[Saved data entries]
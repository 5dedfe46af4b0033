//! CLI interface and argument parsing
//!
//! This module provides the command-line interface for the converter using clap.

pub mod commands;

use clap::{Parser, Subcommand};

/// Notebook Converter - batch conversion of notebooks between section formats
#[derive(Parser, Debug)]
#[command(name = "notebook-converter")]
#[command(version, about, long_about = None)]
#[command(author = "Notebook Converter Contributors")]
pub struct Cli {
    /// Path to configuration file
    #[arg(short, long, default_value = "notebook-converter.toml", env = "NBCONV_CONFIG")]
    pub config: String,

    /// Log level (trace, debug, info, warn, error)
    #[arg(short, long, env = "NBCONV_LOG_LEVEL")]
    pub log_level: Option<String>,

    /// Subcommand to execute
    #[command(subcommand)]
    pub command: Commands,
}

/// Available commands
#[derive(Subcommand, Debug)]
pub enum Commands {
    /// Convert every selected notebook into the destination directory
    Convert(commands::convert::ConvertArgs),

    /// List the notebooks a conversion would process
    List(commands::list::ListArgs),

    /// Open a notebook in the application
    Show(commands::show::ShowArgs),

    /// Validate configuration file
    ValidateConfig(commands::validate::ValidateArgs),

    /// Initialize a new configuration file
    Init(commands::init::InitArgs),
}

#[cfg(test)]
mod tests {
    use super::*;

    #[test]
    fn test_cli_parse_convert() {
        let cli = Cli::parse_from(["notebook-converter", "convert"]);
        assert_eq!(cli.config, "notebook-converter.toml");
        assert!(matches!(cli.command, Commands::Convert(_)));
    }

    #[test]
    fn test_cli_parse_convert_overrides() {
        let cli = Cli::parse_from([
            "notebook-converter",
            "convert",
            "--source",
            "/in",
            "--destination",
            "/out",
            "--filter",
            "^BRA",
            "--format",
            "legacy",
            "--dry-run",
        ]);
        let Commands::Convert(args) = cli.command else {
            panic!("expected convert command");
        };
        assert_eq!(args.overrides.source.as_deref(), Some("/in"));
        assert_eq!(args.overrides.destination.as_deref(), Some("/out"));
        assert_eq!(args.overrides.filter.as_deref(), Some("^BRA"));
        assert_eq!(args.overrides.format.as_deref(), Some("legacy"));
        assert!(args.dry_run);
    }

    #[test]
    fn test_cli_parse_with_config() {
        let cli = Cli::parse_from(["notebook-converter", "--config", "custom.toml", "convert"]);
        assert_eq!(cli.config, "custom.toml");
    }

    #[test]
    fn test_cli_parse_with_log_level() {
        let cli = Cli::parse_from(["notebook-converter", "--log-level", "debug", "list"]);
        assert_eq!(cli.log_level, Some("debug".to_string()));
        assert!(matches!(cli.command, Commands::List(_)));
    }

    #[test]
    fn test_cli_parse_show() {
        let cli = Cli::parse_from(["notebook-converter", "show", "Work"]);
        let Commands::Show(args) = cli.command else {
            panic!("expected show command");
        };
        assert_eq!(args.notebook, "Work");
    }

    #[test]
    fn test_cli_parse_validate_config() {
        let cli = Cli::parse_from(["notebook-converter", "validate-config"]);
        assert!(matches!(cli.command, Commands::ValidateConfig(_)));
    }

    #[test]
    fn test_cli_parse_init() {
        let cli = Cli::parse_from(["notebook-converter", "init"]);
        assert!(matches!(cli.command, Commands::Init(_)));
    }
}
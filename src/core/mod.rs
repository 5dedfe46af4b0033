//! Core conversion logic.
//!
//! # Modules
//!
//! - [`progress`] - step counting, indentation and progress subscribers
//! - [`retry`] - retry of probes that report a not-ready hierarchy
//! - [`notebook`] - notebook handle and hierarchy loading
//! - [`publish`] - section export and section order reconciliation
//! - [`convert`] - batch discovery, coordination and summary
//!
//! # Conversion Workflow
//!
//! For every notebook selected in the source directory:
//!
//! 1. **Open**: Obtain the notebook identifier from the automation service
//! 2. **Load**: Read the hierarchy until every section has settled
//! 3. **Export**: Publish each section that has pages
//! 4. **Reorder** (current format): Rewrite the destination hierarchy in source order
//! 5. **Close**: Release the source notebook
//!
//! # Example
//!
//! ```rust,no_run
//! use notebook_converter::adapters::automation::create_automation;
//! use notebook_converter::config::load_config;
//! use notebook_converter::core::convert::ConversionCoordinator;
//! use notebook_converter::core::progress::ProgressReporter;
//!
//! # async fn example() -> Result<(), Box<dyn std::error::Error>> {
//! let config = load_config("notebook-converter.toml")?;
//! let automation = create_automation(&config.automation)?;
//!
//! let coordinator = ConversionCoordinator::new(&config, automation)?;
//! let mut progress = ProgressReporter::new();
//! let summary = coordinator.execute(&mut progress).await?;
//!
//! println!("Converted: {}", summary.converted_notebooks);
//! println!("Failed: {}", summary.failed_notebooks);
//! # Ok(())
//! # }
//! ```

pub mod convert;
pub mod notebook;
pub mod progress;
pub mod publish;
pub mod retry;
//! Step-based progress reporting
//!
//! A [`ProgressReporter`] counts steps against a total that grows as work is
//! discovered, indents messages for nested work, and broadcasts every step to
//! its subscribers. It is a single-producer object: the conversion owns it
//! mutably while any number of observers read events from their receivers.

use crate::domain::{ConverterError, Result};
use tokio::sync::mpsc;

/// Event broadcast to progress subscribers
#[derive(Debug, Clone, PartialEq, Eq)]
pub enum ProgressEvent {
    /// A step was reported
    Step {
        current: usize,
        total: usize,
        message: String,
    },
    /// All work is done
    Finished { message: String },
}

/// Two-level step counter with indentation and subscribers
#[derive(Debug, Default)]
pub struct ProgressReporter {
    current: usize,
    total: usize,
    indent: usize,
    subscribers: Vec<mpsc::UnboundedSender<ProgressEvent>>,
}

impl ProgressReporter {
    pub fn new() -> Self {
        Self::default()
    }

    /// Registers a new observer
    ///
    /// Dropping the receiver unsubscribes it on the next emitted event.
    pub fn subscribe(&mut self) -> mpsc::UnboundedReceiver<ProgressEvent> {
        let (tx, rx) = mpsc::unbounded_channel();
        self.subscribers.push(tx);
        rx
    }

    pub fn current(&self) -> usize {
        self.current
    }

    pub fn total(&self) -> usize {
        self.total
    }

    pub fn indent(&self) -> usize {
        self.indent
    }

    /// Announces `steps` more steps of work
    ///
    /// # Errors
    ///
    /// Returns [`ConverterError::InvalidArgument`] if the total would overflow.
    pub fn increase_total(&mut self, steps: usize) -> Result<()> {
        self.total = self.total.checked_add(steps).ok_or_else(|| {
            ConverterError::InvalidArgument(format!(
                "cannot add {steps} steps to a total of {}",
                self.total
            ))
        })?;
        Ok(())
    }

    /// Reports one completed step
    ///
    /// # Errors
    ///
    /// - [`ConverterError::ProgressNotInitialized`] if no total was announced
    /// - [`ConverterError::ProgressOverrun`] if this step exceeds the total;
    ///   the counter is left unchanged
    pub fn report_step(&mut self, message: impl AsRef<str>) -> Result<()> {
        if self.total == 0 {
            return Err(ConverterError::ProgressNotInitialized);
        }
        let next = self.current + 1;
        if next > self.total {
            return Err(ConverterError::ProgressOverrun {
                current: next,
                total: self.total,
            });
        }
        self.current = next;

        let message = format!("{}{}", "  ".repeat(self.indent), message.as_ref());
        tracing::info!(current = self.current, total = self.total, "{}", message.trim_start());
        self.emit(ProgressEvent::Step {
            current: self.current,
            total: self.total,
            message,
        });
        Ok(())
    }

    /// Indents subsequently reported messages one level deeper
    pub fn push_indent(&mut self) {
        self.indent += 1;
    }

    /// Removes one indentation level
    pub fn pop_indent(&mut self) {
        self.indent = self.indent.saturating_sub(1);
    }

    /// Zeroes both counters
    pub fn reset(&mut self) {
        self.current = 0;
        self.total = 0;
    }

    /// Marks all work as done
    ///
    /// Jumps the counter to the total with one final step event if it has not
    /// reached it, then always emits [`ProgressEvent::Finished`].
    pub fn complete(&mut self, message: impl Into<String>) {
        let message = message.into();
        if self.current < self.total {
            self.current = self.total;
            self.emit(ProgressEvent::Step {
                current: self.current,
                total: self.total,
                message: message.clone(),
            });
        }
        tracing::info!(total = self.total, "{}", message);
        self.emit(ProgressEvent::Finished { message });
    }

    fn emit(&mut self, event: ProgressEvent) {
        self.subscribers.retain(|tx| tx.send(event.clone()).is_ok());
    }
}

▶ TASK GOAL:
Please transcribe only the lines in the records above running from the line that has "pub fn current(&self)" through the line that has "pub fn increase_total(&mut", both included, exactly as they appear.

▶ OUTPUT FOR THIS TASK:
    pub fn current(&self) -> usize {
        self.current
    }

    pub fn total(&self) -> usize {
        self.total
    }

    pub fn indent(&self) -> usize {
        self.indent
    }

    /// Announces `steps` more steps of work
    ///
    /// # Errors
    ///
    /// Returns [`ConverterError::InvalidArgument`] if the total would overflow.
    pub fn increase_total(&mut self, steps: usize) -> Result<()> {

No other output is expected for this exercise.